→ **Task to complete**:
After finding the line with "let element = tree.element(p1).unwrap();" in the data below, set down exactly each line through the one with "are never split.", inclusive, and stop there.

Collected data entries
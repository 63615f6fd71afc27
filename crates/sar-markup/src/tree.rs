//! Arena-backed element tree.
//!
//! `MarkupTree` owns every node of one parsed fragment. Nodes refer to each other by
//! [`NodeId`], and removal only rewrites parent/child links, so the tree can be mutated
//! while a caller holds a list of ids gathered earlier.

use std::collections::BTreeMap;

/// Index of a node inside a [`MarkupTree`].
#[derive(Debug, Clone, Copy, PartialEq, Eq, PartialOrd, Ord, Hash)]
pub struct NodeId(usize);

/// Payload of a node.
#[derive(Debug, Clone)]
enum NodeData {
    /// The fragment root; holds top-level content.
    Root,
    /// An element with its lowercase tag name and attributes in source order.
    Element {
        /// Tag name.
        tag: String,
        /// Attribute name/value pairs.
        attrs: Vec<(String, String)>,
    },
    /// A run of character data, entities already decoded.
    Text(String),
}

/// A node slot in the arena.
#[derive(Debug, Clone)]
struct Slot {
    /// The node payload.
    data: NodeData,
    /// Parent node, or `None` for the root and for detached nodes.
    parent: Option<NodeId>,
    /// Child nodes in document order.
    children: Vec<NodeId>,
}

/// A parsed HTML fragment.
#[derive(Debug, Clone)]
pub struct MarkupTree {
    /// All nodes ever created; index 0 is the root.
    nodes: Vec<Slot>,
}

impl Default for MarkupTree {
    fn default() -> Self {
        Self::new()
    }
}

impl MarkupTree {
    /// Creates a tree holding only an empty root.
    pub fn new() -> Self {
        Self {
            nodes: vec![Slot {
                data: NodeData::Root,
                parent: None,
                children: Vec::new(),
            }],
        }
    }

    /// Returns the root node.
    pub fn root(&self) -> NodeId {
        NodeId(0)
    }

    /// Appends an element under `parent` and returns its id.
    pub fn append_element<'a>(
        &mut self,
        parent: NodeId,
        tag: &str,
        attrs: impl IntoIterator<Item = (&'a str, &'a str)>,
    ) -> NodeId {
        let data = NodeData::Element {
            tag: tag.to_ascii_lowercase(),
            attrs: attrs
                .into_iter()
                .map(|(name, value)| (name.to_string(), value.to_string()))
                .collect(),
        };
        self.append(parent, data)
    }

    /// Appends a text node under `parent` and returns its id.
    ///
    /// Adjacent text siblings are not merged; `text_content` concatenates them anyway.
    pub fn append_text(&mut self, parent: NodeId, text: &str) -> NodeId {
        self.append(parent, NodeData::Text(text.to_string()))
    }

    /// Pushes a slot and links it as the last child of `parent`.
    fn append(&mut self, parent: NodeId, data: NodeData) -> NodeId {
        let id = NodeId(self.nodes.len());
        self.nodes.push(Slot {
            data,
            parent: Some(parent),
            children: Vec::new(),
        });
        self.nodes[parent.0].children.push(id);
        id
    }

    /// Returns the total number of slots, including detached nodes.
    pub fn len(&self) -> usize {
        self.nodes.len()
    }

    /// Returns true if the tree holds nothing but its root.
    pub fn is_empty(&self) -> bool {
        self.nodes.len() == 1
    }

    /// Returns the node's parent, or `None` for the root and detached nodes.
    pub fn parent(&self, id: NodeId) -> Option<NodeId> {
        self.nodes[id.0].parent
    }

    /// Returns the node's children in document order.
    pub fn children(&self, id: NodeId) -> &[NodeId] {
        &self.nodes[id.0].children
    }

    /// Returns the tag name if the node is an element.
    pub fn tag(&self, id: NodeId) -> Option<&str> {
        match &self.nodes[id.0].data {
            NodeData::Element { tag, .. } => Some(tag),
            _ => None,
        }
    }

    /// Returns the text if the node is a text node.
    pub fn text(&self, id: NodeId) -> Option<&str> {
        match &self.nodes[id.0].data {
            NodeData::Text(text) => Some(text),
            _ => None,
        }
    }

    /// Returns an attribute value of an element.
    pub fn attr(&self, id: NodeId, name: &str) -> Option<&str> {
        match &self.nodes[id.0].data {
            NodeData::Element { attrs, .. } => attrs
                .iter()
                .find(|(key, _)| key.eq_ignore_ascii_case(name))
                .map(|(_, value)| value.as_str()),
            _ => None,
        }
    }

    /// Returns true if the node is still reachable from the root.
    pub fn is_attached(&self, id: NodeId) -> bool {
        let mut current = id;
        while let Some(parent) = self.parent(current) {
            current = parent;
        }
        current == self.root()
    }

    /// Iterates over `id` and all its descendants in document order.
    pub fn descendants(&self, id: NodeId) -> Descendants<'_> {
        Descendants {
            tree: self,
            stack: vec![id],
        }
    }

    /// Returns every attached element with the given tag, in document order.
    pub fn find_by_tag(&self, tag: &str) -> Vec<NodeId> {
        self.descendants(self.root())
            .filter(|&id| self.tag(id).is_some_and(|t| t.eq_ignore_ascii_case(tag)))
            .collect()
    }

    /// Returns the hyperlinks (`a` elements) nested anywhere inside `id`, in document order.
    pub fn links_within(&self, id: NodeId) -> Vec<NodeId> {
        self.descendants(id)
            .skip(1)
            .filter(|&node| self.tag(node) == Some("a"))
            .collect()
    }

    /// Returns the concatenated text of `id` and all its descendants.
    pub fn text_content(&self, id: NodeId) -> String {
        self.descendants(id)
            .filter_map(|node| self.text(node))
            .collect()
    }

    /// Removes `id` from its parent's children.
    ///
    /// The node and its subtree stay in the arena, unreachable from the root. Returns
    /// false if the node was already detached or is the root.
    pub fn detach(&mut self, id: NodeId) -> bool {
        let Some(parent) = self.nodes[id.0].parent.take() else {
            return false;
        };
        self.nodes[parent.0].children.retain(|&child| child != id);
        true
    }

    /// Returns a structural view of an element, or `None` for text nodes and the root.
    pub fn element(&self, id: NodeId) -> Option<StructuralElement<'_>> {
        self.tag(id).map(|_| StructuralElement { tree: self, id })
    }
}

/// Pre-order iterator over a subtree.
pub struct Descendants<'a> {
    /// The tree being walked.
    tree: &'a MarkupTree,
    /// Nodes still to visit (rightmost children pushed first).
    stack: Vec<NodeId>,
}

impl Iterator for Descendants<'_> {
    type Item = NodeId;

    fn next(&mut self) -> Option<Self::Item> {
        let id = self.stack.pop()?;
        self.stack
            .extend(self.tree.children(id).iter().rev().copied());
        Some(id)
    }
}

/// A borrowed view of one element in a [`MarkupTree`].
#[derive(Debug, Clone, Copy)]
pub struct StructuralElement<'a> {
    /// The owning tree.
    tree: &'a MarkupTree,
    /// The element's id.
    id: NodeId,
}

impl<'a> StructuralElement<'a> {
    /// Returns the element's id.
    pub fn id(&self) -> NodeId {
        self.id
    }

    /// Returns the lowercase tag name.
    pub fn tag(&self) -> &'a str {
        self.tree.tag(self.id).unwrap_or_default()
    }

    /// Returns an attribute value.
    pub fn attr(&self, name: &str) -> Option<&'a str> {
        self.tree.attr(self.id, name)
    }

    /// Returns all attributes, keyed by name.
    pub fn attributes(&self) -> BTreeMap<&'a str, &'a str> {
        match &self.tree.nodes[self.id.0].data {
            NodeData::Element { attrs, .. } => attrs
                .iter()
                .map(|(name, value)| (name.as_str(), value.as_str()))
                .collect(),
            _ => BTreeMap::new(),
        }
    }

    /// Returns the element's current text content.
    pub fn text_content(&self) -> String {
        self.tree.text_content(self.id)
    }

    /// Returns the element children (text nodes skipped).
    pub fn children(&self) -> impl Iterator<Item = StructuralElement<'a>> + 'a {
        let tree = self.tree;
        tree.children(self.id)
            .iter()
            .filter_map(move |&child| tree.element(child))
    }
}

#[cfg(test)]
mod tests {
    use super::*;

    /// An empty attribute list.
    const NO_ATTRS: [(&str, &str); 0] = [];

    /// Builds `<p>one <a href="/x">two</a> three</p><p>four</p>`.
    fn sample() -> (MarkupTree, NodeId, NodeId, NodeId) {
        let mut tree = MarkupTree::new();
        let root = tree.root();
        let p1 = tree.append_element(root, "p", NO_ATTRS);
        tree.append_text(p1, "one ");
        let link = tree.append_element(p1, "a", [("href", "/x")]);
        tree.append_text(link, "two");
        tree.append_text(p1, " three");
        let p2 = tree.append_element(root, "P", NO_ATTRS);
        tree.append_text(p2, "four");
        (tree, p1, link, p2)
    }

    #[test]
    fn new_tree_is_empty() {
        let tree = MarkupTree::new();
        assert!(tree.is_empty());
        assert_eq!(tree.text_content(tree.root()), "");
    }

    #[test]
    fn find_by_tag_in_document_order() {
        let (tree, p1, _, p2) = sample();
        assert_eq!(tree.find_by_tag("p"), vec![p1, p2]);
    }

    #[test]
    fn tags_are_lowercased() {
        let (tree, _, _, p2) = sample();
        assert_eq!(tree.tag(p2), Some("p"));
    }

    #[test]
    fn text_content_concatenates_descendants() {
        let (tree, p1, _, _) = sample();
        assert_eq!(tree.text_content(p1), "one two three");
        assert_eq!(tree.text_content(tree.root()), "one two threefour");
    }

    #[test]
    fn links_within_excludes_self() {
        let (tree, p1, link, _) = sample();
        assert_eq!(tree.links_within(p1), vec![link]);
        assert!(tree.links_within(link).is_empty());
    }

    #[test]
    fn attr_lookup() {
        let (tree, p1, link, _) = sample();
        assert_eq!(tree.attr(link, "href"), Some("/x"));
        assert_eq!(tree.attr(link, "HREF"), Some("/x"));
        assert_eq!(tree.attr(p1, "href"), None);
    }

    #[test]
    fn detach_removes_text_from_parent() {
        let (mut tree, p1, link, _) = sample();
        assert!(tree.detach(link));
        assert_eq!(tree.text_content(p1), "one  three");
        assert!(!tree.is_attached(link));
        // The detached subtree keeps its own content.
        assert_eq!(tree.text_content(link), "two");
    }

    #[test]
    fn detach_twice_is_noop() {
        let (mut tree, _, link, _) = sample();
        assert!(tree.detach(link));
        assert!(!tree.detach(link));
        assert!(!tree.detach(tree.root()));
    }

    #[test]
    fn ids_survive_detach() {
        let (mut tree, p1, link, p2) = sample();
        let paragraphs = tree.find_by_tag("p");
        tree.detach(link);
        assert_eq!(paragraphs, vec![p1, p2]);
        assert_eq!(tree.text_content(p2), "four");
    }

    #[test]
    fn detached_elements_are_not_found() {
        let (mut tree, p1, _, p2) = sample();
        tree.detach(p1);
        assert_eq!(tree.find_by_tag("p"), vec![p2]);
        assert!(tree.find_by_tag("a").is_empty());
    }

    #[test]
    fn structural_element_view() {
        let (tree, p1, link, _) = sample();
        let element = tree.element(p1).unwrap();
        assert_eq!(element.tag(), "p");
        assert_eq!(element.text_content(), "one two three");
        let children: Vec<_> = element.children().map(|c| c.id()).collect();
        assert_eq!(children, vec![link]);

        let anchor = tree.element(link).unwrap();
        assert_eq!(anchor.attributes().get("href"), Some(&"/x"));
        assert!(tree.element(tree.root()).is_none());
    }
}
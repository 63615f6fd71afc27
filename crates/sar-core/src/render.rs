//! HTML rendering of match reports.

use std::sync::LazyLock;

use regex::Regex;
use sar_config::RenderSettings;

use crate::{MatchReport, escape};

/// A complete hyperlink snippet. Snippets containing one are shown unstyled.
static ANCHOR: LazyLock<Regex> = LazyLock::new(|| {
    Regex::new(r#"<a href="[^"]*">.*?</a>"#).expect("anchor pattern should compile")
});

/// Renders match reports as HTML blocks.
#[derive(Debug, Clone, Default)]
pub struct Renderer {
    /// Snippet separator and related settings.
    settings: RenderSettings,
}

impl Renderer {
    /// Creates a renderer with the given settings.
    pub fn new(settings: RenderSettings) -> Self {
        Self { settings }
    }

    /// Wraps every occurrence of `search` in `<strong>`, unless the snippet is a link.
    ///
    /// Only text between tags is searched. Entities match as the character they stand
    /// for and are never split.
    pub fn emphasize(&self, snippet: &str, search: &str) -> String {
        if search.is_empty() || ANCHOR.is_match(snippet) {
            return snippet.to_string();
        }

        let mut out = String::with_capacity(snippet.len());
        let mut rest = snippet;
        while let Some(open) = rest.find('<') {
            let Some(close) = rest[open..].find('>').map(|len| open + len) else {
                break;
            };
            out.push_str(&emphasize_text(&rest[..open], search));
            out.push_str(&rest[open..=close]);
            rest = &rest[close + 1..];
        }
        out.push_str(&emphasize_text(rest, search));
        out
    }

    /// Renders one field's block:
    /// `<i>Found in field "F"</i> : SUMMARY <br><br>S1...S2 <br><br>`.
    pub fn render_report(&self, report: &MatchReport, search: &str) -> String {
        let snippets: Vec<String> = report
            .snippets
            .iter()
            .map(|snippet| self.emphasize(snippet, search))
            .collect();
        format!(
            "<i>Found in field \"{}\"</i> : {} <br><br>{} <br><br>",
            report.field,
            report.summary,
            snippets.join(&self.settings.separator)
        )
    }

    /// Concatenates the blocks of several reports.
    pub fn render_all<'a, I>(&self, reports: I, search: &str) -> String
    where
        I: IntoIterator<Item = &'a MatchReport>,
    {
        reports
            .into_iter()
            .map(|report| self.render_report(report, search))
            .collect()
    }
}

/// Bolds `search` inside a run of escaped text that holds no tags.
fn emphasize_text(run: &str, search: &str) -> String {
    let units = escape::decode_offsets(run);
    let mut decoded = String::with_capacity(run.len());
    // decoded byte offset -> source byte offset, one entry per unit plus the end
    let mut offsets = Vec::with_capacity(units.len() + 1);
    for &(at, ch) in &units {
        offsets.push((decoded.len(), at));
        decoded.push(ch);
    }
    offsets.push((decoded.len(), run.len()));

    let source = |decoded_at: usize| {
        offsets
            .binary_search_by_key(&decoded_at, |&(d, _)| d)
            .ok()
            .map(|i| offsets[i].1)
    };

    let mut out = String::with_capacity(run.len());
    let mut copied = 0;
    for (at, found) in decoded.match_indices(search) {
        let (Some(start), Some(end)) = (source(at), source(at + found.len())) else {
            continue;
        };
        out.push_str(&run[copied..start]);
        out.push_str("<strong>");
        out.push_str(&run[start..end]);
        out.push_str("</strong>");
        copied = end;
    }
    out.push_str(&run[copied..]);
    out
}

#[cfg(test)]
mod tests {
    use super::*;
    use crate::extract::summary_line;

    fn report(field: &str, snippets: &[&str]) -> MatchReport {
        MatchReport {
            field: field.into(),
            occurrence_count: snippets.len(),
            summary: summary_line(snippets.len()),
            snippets: snippets.iter().map(|s| s.to_string()).collect(),
        }
    }

    #[test]
    fn bolds_every_occurrence() {
        let renderer = Renderer::default();
        assert_eq!(
            renderer.emphasize("<p>cat and cat</p>", "cat"),
            "<p><strong>cat</strong> and <strong>cat</strong></p>"
        );
    }

    #[test]
    fn links_are_not_bolded() {
        let renderer = Renderer::default();
        let link = r#"<a href="http://x/cat">cat</a>"#;
        assert_eq!(renderer.emphasize(link, "cat"), link);
    }

    #[test]
    fn entities_are_not_split() {
        let renderer = Renderer::default();
        assert_eq!(
            renderer.emphasize("<p>fish &amp; amp chips</p>", "amp"),
            "<p>fish &amp; <strong>amp</strong> chips</p>"
        );
    }

    #[test]
    fn tag_names_are_not_bolded() {
        let renderer = Renderer::default();
        assert_eq!(
            renderer.emphasize("<p>a p here</p>", "p"),
            "<p>a <strong>p</strong> here</p>"
        );
    }

    #[test]
    fn search_matches_escaped_characters() {
        let renderer = Renderer::default();
        assert_eq!(
            renderer.emphasize("<li>fish &amp; chips</li>", "fish & chips"),
            "<li><strong>fish &amp; chips</strong></li>"
        );
    }

    #[test]
    fn unclosed_tag_is_text() {
        let renderer = Renderer::default();
        assert_eq!(renderer.emphasize("a < cat", "cat"), "a < <strong>cat</strong>");
    }

    #[test]
    fn block_format() {
        let renderer = Renderer::default();
        let html = renderer.render_report(&report("body", &["<p>cat</p>", "<li>cat</li>"]), "cat");
        assert_eq!(
            html,
            "<i>Found in field \"body\"</i> : 2 matches. <br><br>\
             <p><strong>cat</strong></p>...<li><strong>cat</strong></li> <br><br>"
        );
    }

    #[test]
    fn custom_separator() {
        let renderer = Renderer::new(RenderSettings {
            separator: " | ".into(),
        });
        let html = renderer.render_report(&report("body", &["a", "b"]), "x");
        assert!(html.contains("a | b"));
    }

    #[test]
    fn render_all_concatenates() {
        let renderer = Renderer::default();
        let reports = [report("title", &["cat"]), report("body", &["cat"])];
        let html = renderer.render_all(&reports, "cat");
        let title_at = html.find("\"title\"").unwrap();
        let body_at = html.find("\"body\"").unwrap();
        assert!(title_at < body_at);
        assert_eq!(html.matches("<br><br>").count(), 4);
    }
}
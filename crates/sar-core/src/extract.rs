//! Match extraction.
//!
//! Counts literal occurrences of a search string in a field and collects HTML snippets
//! showing where they are. Short fields (and verbatim fields such as `title`) are
//! returned whole. Long fields are parsed as HTML and searched element by element:
//! hyperlinks first, then the remaining text of each context element.
//!
//! Element snippets are never truncated, even when an element is far longer than the
//! short-field limit.

use std::collections::BTreeMap;

use sar_config::ExtractSettings;
use sar_markup::{MarkupError, MarkupTree};
use serde::Serialize;
use tracing::{trace, warn};

use crate::{SarError, escape};

/// Matches of a search string within one field.
#[derive(Debug, Clone, PartialEq, Eq, Serialize)]
pub struct MatchReport {
    /// Field name.
    pub field: String,
    /// Number of literal, non-overlapping occurrences in the raw field text.
    pub occurrence_count: usize,
    /// `"1 match."` or `"N matches."`.
    pub summary: String,
    /// Context snippets, in extraction order.
    pub snippets: Vec<String>,
}

impl MatchReport {
    /// Returns the summary followed by every snippet.
    pub fn lines(&self) -> Vec<String> {
        let mut lines = Vec::with_capacity(self.snippets.len() + 1);
        lines.push(self.summary.clone());
        lines.extend(self.snippets.iter().cloned());
        lines
    }
}

/// Returns the summary line for `count` occurrences.
pub fn summary_line(count: usize) -> String {
    if count == 1 {
        format!("{count} match.")
    } else {
        format!("{count} matches.")
    }
}

/// Counts literal, case-sensitive, non-overlapping occurrences of `search` in `text`.
///
/// An empty search string occurs nowhere.
pub fn count_occurrences(text: &str, search: &str) -> usize {
    if search.is_empty() {
        return 0;
    }
    text.matches(search).count()
}

/// Extracts match reports from field text.
#[derive(Debug, Clone, Default)]
pub struct Extractor {
    /// Fast-path limit, verbatim fields and context tags.
    settings: ExtractSettings,
}

impl Extractor {
    /// Creates an extractor with the given settings.
    pub fn new(settings: ExtractSettings) -> Self {
        Self { settings }
    }

    /// Returns the extractor's settings.
    pub fn settings(&self) -> &ExtractSettings {
        &self.settings
    }

    /// Returns the summary and snippets for one field, or an empty vector when the
    /// search string is empty or absent from the field.
    pub fn extract(&self, field: &str, value: &str, search: &str) -> Result<Vec<String>, MarkupError> {
        Ok(self
            .find_matches(field, value, search)?
            .map(|report| report.lines())
            .unwrap_or_default())
    }

    /// Builds the match report for one field.
    ///
    /// Returns `Ok(None)` when the search string is empty or does not occur.
    pub fn find_matches(
        &self,
        field: &str,
        value: &str,
        search: &str,
    ) -> Result<Option<MatchReport>, MarkupError> {
        let count = count_occurrences(value, search);
        if count == 0 {
            return Ok(None);
        }

        let snippets =
            if self.settings.is_verbatim(field) || value.len() <= self.settings.short_field_limit {
                trace!(field, len = value.len(), "reporting field verbatim");
                vec![value.to_string()]
            } else {
                self.context_snippets(value, search)?
            };

        Ok(Some(MatchReport {
            field: field.to_string(),
            occurrence_count: count,
            summary: summary_line(count),
            snippets,
        }))
    }

    /// Extracts reports for every field of a `name -> text` map.
    ///
    /// Fields without a match are absent from the result. A field whose markup cannot
    /// be parsed gets an error entry; its siblings are unaffected.
    pub fn extract_matches(
        &self,
        fields: &BTreeMap<String, String>,
        search: &str,
    ) -> BTreeMap<String, Result<MatchReport, SarError>> {
        let mut reports = BTreeMap::new();
        for (name, value) in fields {
            match self.find_matches(name, value, search) {
                Ok(Some(report)) => {
                    reports.insert(name.clone(), Ok(report));
                }
                Ok(None) => {}
                Err(e) => {
                    warn!(field = %name, error = %e, "skipping field with unparseable markup");
                    reports.insert(name.clone(), Err(SarError::from(e)));
                }
            }
        }
        reports
    }

    /// Parses a long field and collects snippets for every context tag, in tag order.
    fn context_snippets(&self, value: &str, search: &str) -> Result<Vec<String>, MarkupError> {
        let mut tree = sar_markup::parse(&normalize_lines(value))?;
        let mut snippets = Vec::new();
        for tag in &self.settings.tags {
            let found = tag_snippets(&mut tree, tag, search);
            trace!(tag = %tag, found = found.len(), "searched context elements");
            snippets.extend(found);
        }
        Ok(snippets)
    }
}

/// Collects snippets for every element with `tag`, last element first.
///
/// Matching hyperlinks inside an element are reported on their own and detached, so
/// their text does not count toward the element's own match. Element ids are gathered
/// up front; detaching never invalidates them.
fn tag_snippets(tree: &mut MarkupTree, tag: &str, search: &str) -> Vec<String> {
    let mut found = Vec::new();

    for element in tree.find_by_tag(tag).into_iter().rev() {
        for link in tree.links_within(element) {
            let href = tree.attr(link, "href").unwrap_or_default().to_string();
            let text = tree.text_content(link);
            if text.contains(search) || href.contains(search) {
                found.push(anchor_snippet(&href, &text));
                tree.detach(link);
            }
        }

        let text = tree.text_content(element);
        if text.contains(search) {
            found.push(format!("<{tag}>{}</{tag}>", escape::text(&text)));
        }
    }

    found
}

/// Formats a hyperlink snippet.
fn anchor_snippet(href: &str, text: &str) -> String {
    format!(
        "<a href=\"{}\">{}</a>",
        escape::attribute(href),
        escape::text(text)
    )
}

/// Strips leading and trailing whitespace from every line and joins the lines.
///
/// HTML structure, not line breaks, decides what the snippets look like.
fn normalize_lines(value: &str) -> String {
    value
        .split('\n')
        .map(|line| line.trim_matches(|c: char| c.is_ascii_whitespace()))
        .flat_map(|line| line.chars().filter(|&c| c != '\r'))
        .collect()
}
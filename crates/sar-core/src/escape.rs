//! HTML escaping for snippet text.

/// Entities produced by [`attribute`], with the character each stands for.
const ENTITIES: [(&str, char); 4] = [("&amp;", '&'), ("&lt;", '<'), ("&gt;", '>'), ("&quot;", '"')];

/// Escapes text for use inside an element.
pub fn text(input: &str) -> String {
    attribute(input)
}

/// Escapes text for use inside a double-quoted attribute value.
pub fn attribute(input: &str) -> String {
    let mut out = String::with_capacity(input.len());
    for c in input.chars() {
        match c {
            '&' => out.push_str("&amp;"),
            '<' => out.push_str("&lt;"),
            '>' => out.push_str("&gt;"),
            '"' => out.push_str("&quot;"),
            _ => out.push(c),
        }
    }
    out
}

/// Splits escaped text into characters, each paired with its byte offset in `input`.
///
/// An entity counts as the single character it stands for.
pub fn decode_offsets(input: &str) -> Vec<(usize, char)> {
    let mut units = Vec::with_capacity(input.len());
    let mut at = 0;
    while let Some(c) = input[at..].chars().next() {
        let rest = &input[at..];
        let (ch, len) = ENTITIES
            .iter()
            .find(|(entity, _)| rest.starts_with(entity))
            .map_or((c, c.len_utf8()), |&(entity, ch)| (ch, entity.len()));
        units.push((at, ch));
        at += len;
    }
    units
}
//! Reading single `.sar.toml` files.
//!
//! Each file becomes a [`RawConfig`] in which every setting is optional, so a file only
//! overrides what it names. Merging over the defaults happens in `merge`.

use std::{fs, path::Path};

use serde::Deserialize;
use serde_with::{OneOrMany, serde_as};
#[cfg(test)]
use toml::de::Error as TomlError;

use crate::ConfigError;

/// One config file's settings, before merging.
#[derive(Debug, Clone, Default, Deserialize)]
#[serde(default)]
pub struct RawConfig {
    /// Ends discovery at this file; parent and global files are ignored.
    pub root: Option<bool>,
    /// Match extraction section.
    pub extract: Option<RawExtractSettings>,
    /// Text field classification section.
    pub fields: Option<RawFieldSettings>,
    /// Report rendering section.
    pub render: Option<RawRenderSettings>,
}

/// Raw match extraction settings.
#[serde_as]
#[derive(Debug, Clone, Default, Deserialize)]
#[serde(default)]
pub struct RawExtractSettings {
    /// Byte length at or below which a field is reported verbatim.
    pub short_field_limit: Option<usize>,
    /// Fields always reported verbatim. Accepts a string or an array.
    #[serde_as(as = "Option<OneOrMany<_>>")]
    pub verbatim_fields: Option<Vec<String>>,
    /// Context element tags, in search order. Accepts a string or an array.
    #[serde_as(as = "Option<OneOrMany<_>>")]
    pub tags: Option<Vec<String>>,
}

/// Raw text field classification settings.
#[serde_as]
#[derive(Debug, Clone, Default, Deserialize)]
#[serde(default)]
pub struct RawFieldSettings {
    /// Field names always treated as text. Accepts a string or an array.
    #[serde_as(as = "Option<OneOrMany<_>>")]
    pub core: Option<Vec<String>>,
    /// Name prefix of custom fields.
    pub custom_prefix: Option<String>,
    /// Type prefix that marks a custom field as text.
    pub text_type_prefix: Option<String>,
}

/// Raw rendering settings.
#[derive(Debug, Clone, Default, Deserialize)]
#[serde(default)]
pub struct RawRenderSettings {
    /// Separator placed between snippets.
    pub separator: Option<String>,
}

/// Reads and parses the config file at `path`.
pub fn parse_config_file(path: &Path) -> Result<RawConfig, ConfigError> {
    fs::read_to_string(path)
        .map_err(|source| ConfigError::ReadFile {
            path: path.to_path_buf(),
            source,
        })
        .and_then(|contents| parse_config_str(&contents, path))
}

/// Parses config text; `path` only labels errors.
pub fn parse_config_str(contents: &str, path: &Path) -> Result<RawConfig, ConfigError> {
    toml::from_str(contents).map_err(|source| ConfigError::ParseToml {
        path: path.to_path_buf(),
        source,
    })
}

/// Parses config text, returning the bare TOML error.
#[cfg(test)]
pub fn parse_config(contents: &str) -> Result<RawConfig, TomlError> {
    toml::from_str(contents)
}

/// Returns true if the file at `path` sets `root = true`.
///
/// Unreadable or malformed files are not roots; loading reports their errors later.
pub fn is_root_config(path: &Path) -> bool {
    parse_config_file(path).is_ok_and(|config| config.root.unwrap_or(false))
}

→ **Solution to this task**:
        let element = tree.element(p1).unwrap();
        assert_eq!(element.tag(), "p");
        assert_eq!(element.text_content(), "one two three");
        let children: Vec<_> = element.children().map(|c| c.id()).collect();
        assert_eq!(children, vec![link]);

        let anchor = tree.element(link).unwrap();
        assert_eq!(anchor.attributes().get("href"), Some(&"/x"));
        assert!(tree.element(tree.root()).is_none());
    }
}
repository 63615f6fd71afc27
filename crates/sar-core/src/render.rs
//! HTML rendering of match reports.

use std::sync::LazyLock;

use regex::Regex;
use sar_config::RenderSettings;

use crate::{MatchReport, escape};

/// A complete hyperlink snippet. Snippets containing one are shown unstyled.
static ANCHOR: LazyLock<Regex> = LazyLock::new(|| {
    Regex::new(r#"<a href="[^"]*">.*?</a>"#).expect("anchor pattern should compile")
});

/// Renders match reports as HTML blocks.
#[derive(Debug, Clone, Default)]
pub struct Renderer {
    /// Snippet separator and related settings.
    settings: RenderSettings,
}

impl Renderer {
    /// Creates a renderer with the given settings.
    pub fn new(settings: RenderSettings) -> Self {
        Self { settings }
    }

    /// Wraps every occurrence of `search` in `<strong>`, unless the snippet is a link.
    ///
    /// Only text between tags is searched. Entities match as the character they stand
    /// for and are never split.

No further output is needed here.